** Given information follows **

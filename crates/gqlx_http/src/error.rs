use std::io;
use thiserror::Error;

/// Errors raised while starting or running the server.
#[derive(Debug, Error)]
pub enum ServerError {
    #[error("failed to bind {address}: {source}")]
    Bind {
        address: String,
        #[source]
        source: io::Error,
    },

    #[error("failed to accept connection: {0}")]
    Accept(#[source] io::Error),
}

pub type ServerResult<T> = Result<T, ServerError>;
//! Application layer wiring the profile and auto-switch components together

pub mod orchestrator;
pub mod worker;

pub use orchestrator::{Notice, Orchestrator, OrchestratorSettings};
pub use worker::{ProfileWorker, WorkerCommand, WorkerEvent};
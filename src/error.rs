use std::fmt;

#[derive(Debug)]
pub enum AppError {
    ComInitFailed(String),
    TrayIconFailed(String),
    ConfigError(String),
    IoError(std::io::Error),
    PermissionDenied(String),
    DeviceNotFound(String),
    EnumerationFailed(String),
    WatcherFailed(String),
    WorkerError(String),
    #[cfg(windows)]
    WindowsApiError(windows::core::Error),
}

impl fmt::Display for AppError {
    fn fmt(&self, f: &mut fmt::Formatter<'_>) -> fmt::Result {
        match self {
            AppError::ComInitFailed(msg) => write!(f, "COM initialization failed: {}", msg),
            AppError::TrayIconFailed(msg) => write!(f, "Tray icon creation failed: {}", msg),
            AppError::ConfigError(msg) => write!(f, "Configuration error: {}", msg),
            AppError::IoError(e) => write!(f, "IO error: {}", e),
            AppError::PermissionDenied(msg) => write!(f, "Permission denied: {}", msg),
            AppError::DeviceNotFound(msg) => write!(f, "Device not found: {}", msg),
            AppError::EnumerationFailed(msg) => write!(f, "Device enumeration failed: {}", msg),
            AppError::WatcherFailed(msg) => write!(f, "Process watcher failed: {}", msg),
            AppError::WorkerError(msg) => write!(f, "Worker error: {}", msg),
            #[cfg(windows)]
            AppError::WindowsApiError(e) => write!(f, "Windows API error: {}", e),
        }
    }
}

impl std::error::Error for AppError {}

impl From<std::io::Error> for AppError {
    fn from(err: std::io::Error) -> Self {
        AppError::IoError(err)
    }
}

#[cfg(windows)]
impl From<windows::core::Error> for AppError {
    fn from(err: windows::core::Error) -> Self {
        AppError::WindowsApiError(err)
    }
}

#[cfg(windows)]
impl From<muda::Error> for AppError {
    fn from(err: muda::Error) -> Self {
        AppError::TrayIconFailed(err.to_string())
    }
}

#[cfg(windows)]
impl From<tray_icon::Error> for AppError {
    fn from(err: tray_icon::Error) -> Self {
        AppError::TrayIconFailed(err.to_string())
    }
}

pub type Result<T> = std::result::Result<T, AppError>;

#[derive(Debug, Clone, Copy, PartialEq, Eq)]
pub enum ErrorSeverity {
    Fatal,
    Recoverable,
    Minor,
}

impl AppError {
    /// How the application should react to this error
    pub fn severity(&self) -> ErrorSeverity {
        match self {
            AppError::ComInitFailed(_) | AppError::TrayIconFailed(_) => ErrorSeverity::Fatal,
            AppError::DeviceNotFound(_) => ErrorSeverity::Minor,
            AppError::PermissionDenied(_)
            | AppError::EnumerationFailed(_)
            | AppError::WatcherFailed(_)
            | AppError::WorkerError(_)
            | AppError::ConfigError(_)
            | AppError::IoError(_) => ErrorSeverity::Recoverable,
            #[cfg(windows)]
            AppError::WindowsApiError(_) => ErrorSeverity::Recoverable,
        }
    }
}

#[cfg(test)]
mod tests {
    use super::*;

    #[test]
    fn test_severity_mapping() {
        assert_eq!(
            AppError::PermissionDenied("x".into()).severity(),
            ErrorSeverity::Recoverable
        );
        assert_eq!(AppError::DeviceNotFound("x".into()).severity(), ErrorSeverity::Minor);
        assert_eq!(
            AppError::EnumerationFailed("x".into()).severity(),
            ErrorSeverity::Recoverable
        );
        assert_eq!(AppError::WatcherFailed("x".into()).severity(), ErrorSeverity::Recoverable);
        assert_eq!(AppError::TrayIconFailed("x".into()).severity(), ErrorSeverity::Fatal);
    }

    #[test]
    fn test_display_includes_message() {
        let err = AppError::WatcherFailed("snapshot unavailable".into());
        assert_eq!(err.to_string(), "Process watcher failed: snapshot unavailable");
    }

    #[test]
    fn test_from_io_error() {
        let io = std::io::Error::new(std::io::ErrorKind::NotFound, "missing");
        let err: AppError = io.into();
        assert!(matches!(err, AppError::IoError(_)));
    }
}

** End of Given information **

* **Goal of the exercise**:
Above are records; say how many of their lines contain the word "filename", giving only the number.

* **Reply to the exercise**:
2